Exercise requirements:
Your reply should hold the line containing "let position = error.get_position();" and every later line of the records, reproduced exactly, and no other lines.

Collected data:
····················

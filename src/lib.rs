#![allow(clippy::module_inception)]

use std::{fs, path::Path, rc::Rc, sync::Once};

use crate::errors::errors::{Error, ErrorTip};

pub mod errors;
pub mod lexer;
pub mod macros;

/// Line number and file name of a source location.
#[derive(Debug, Clone, PartialEq)]
pub struct Position(pub u32, pub Rc<String>);

static TRACING_INIT: Once = Once::new();

/// Initialize tracing for debug output.
///
/// Safe to call multiple times. Enable with `RUST_LOG=turtle_lexer=debug`
/// or `RUST_LOG=turtle_lexer=trace`.
pub fn init_tracing() {
    TRACING_INIT.call_once(|| {
        use tracing_subscriber::{fmt, prelude::*, EnvFilter};

        // Only initialize if RUST_LOG is set
        if std::env::var("RUST_LOG").is_ok() {
            let filter = EnvFilter::from_default_env();
            tracing_subscriber::registry()
                .with(fmt::layer().with_writer(std::io::stderr).with_target(true))
                .with(filter)
                .init();
        }
    });
}

/// Text of the 1-based `line` in `file`, without its line terminator.
pub fn get_source_line(file: &Path, line: u32) -> Option<String> {
    let content = fs::read_to_string(file).ok()?;
    let index = (line as usize).checked_sub(1)?;

    content
        .lines()
        .nth(index)
        .map(|text| text.trim_end_matches('\r').to_string())
}

#[cfg(test)]
mod tests {
    use std::path::Path;

    #[test]
    fn test_get_source_line() {
        let file = Path::new("tests/programs/square.logo");

        assert_eq!(
            super::get_source_line(file, 1).as_deref(),
            Some("% Draws a shrinking square spiral")
        );
        assert_eq!(
            super::get_source_line(file, 5).as_deref(),
            Some("  fd side rt 90")
        );
        assert_eq!(super::get_source_line(file, 0), None);
        assert_eq!(super::get_source_line(file, 100), None);
    }

    #[test]
    fn test_render_error() {
        let file = Path::new("tests/programs/broken.logo");
        let error = crate::lexer::lexer::Scanner::open_default(file)
            .and_then(|mut scanner| loop {
                if scanner.scan()?.is_eof() {
                    break Ok(());
                }
            })
            .unwrap_err();

        let rendered = super::render_error(&error, file);
        let lines: Vec<&str> = rendered.lines().collect();

        assert_eq!(
            lines[0],
            "Error: MalformedNumber (Expected a digit after `9.`, found `x`)"
        );
        assert_eq!(lines[1], "-> tests/programs/broken.logo");
        assert_eq!(lines[2], "  |");
        assert_eq!(lines[3], "2 | rt 9.x");
    }
}

pub fn render_error(error: &Error, file: &Path) -> String {
    /*
        Error: message
        -> square.logo
          |
        2 | rt 9.x
    */

    let position = error.get_position();
    let line_string = position.0.to_string();
    let padding = line_string.len() + 2;

    let mut rendered = if let ErrorTip::None = error.get_tip() {
        format!("Error: {}\n", error.get_error_name())
    } else {
        format!("Error: {} ({})\n", error.get_error_name(), error.get_tip())
    };

    rendered.push_str(&format!("-> {}\n", file.as_os_str().to_string_lossy()));
    rendered.push_str(&format!("{:>padding$}\n", "|"));

    match get_source_line(file, position.0) {
        Some(line_text) => {
            rendered.push_str(&format!("{} | {}\n", line_string, line_text.trim()));
        }
        None => rendered.push_str(&format!("{} | {}\n", line_string, error)),
    }

    rendered
}

pub fn display_error(error: &Error, file: &Path) {
    eprint!("{}", render_error(error, file));
}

····················

Written answer:
    let position = error.get_position();
    let line_string = position.0.to_string();
    let padding = line_string.len() + 2;

    let mut rendered = if let ErrorTip::None = error.get_tip() {
        format!("Error: {}\n", error.get_error_name())
    } else {
        format!("Error: {} ({})\n", error.get_error_name(), error.get_tip())
    };

    rendered.push_str(&format!("-> {}\n", file.as_os_str().to_string_lossy()));
    rendered.push_str(&format!("{:>padding$}\n", "|"));

    match get_source_line(file, position.0) {
        Some(line_text) => {
            rendered.push_str(&format!("{} | {}\n", line_string, line_text.trim()));
        }
        None => rendered.push_str(&format!("{} | {}\n", line_string, error)),
    }

    rendered
}

pub fn display_error(error: &Error, file: &Path) {
    eprint!("{}", render_error(error, file));
}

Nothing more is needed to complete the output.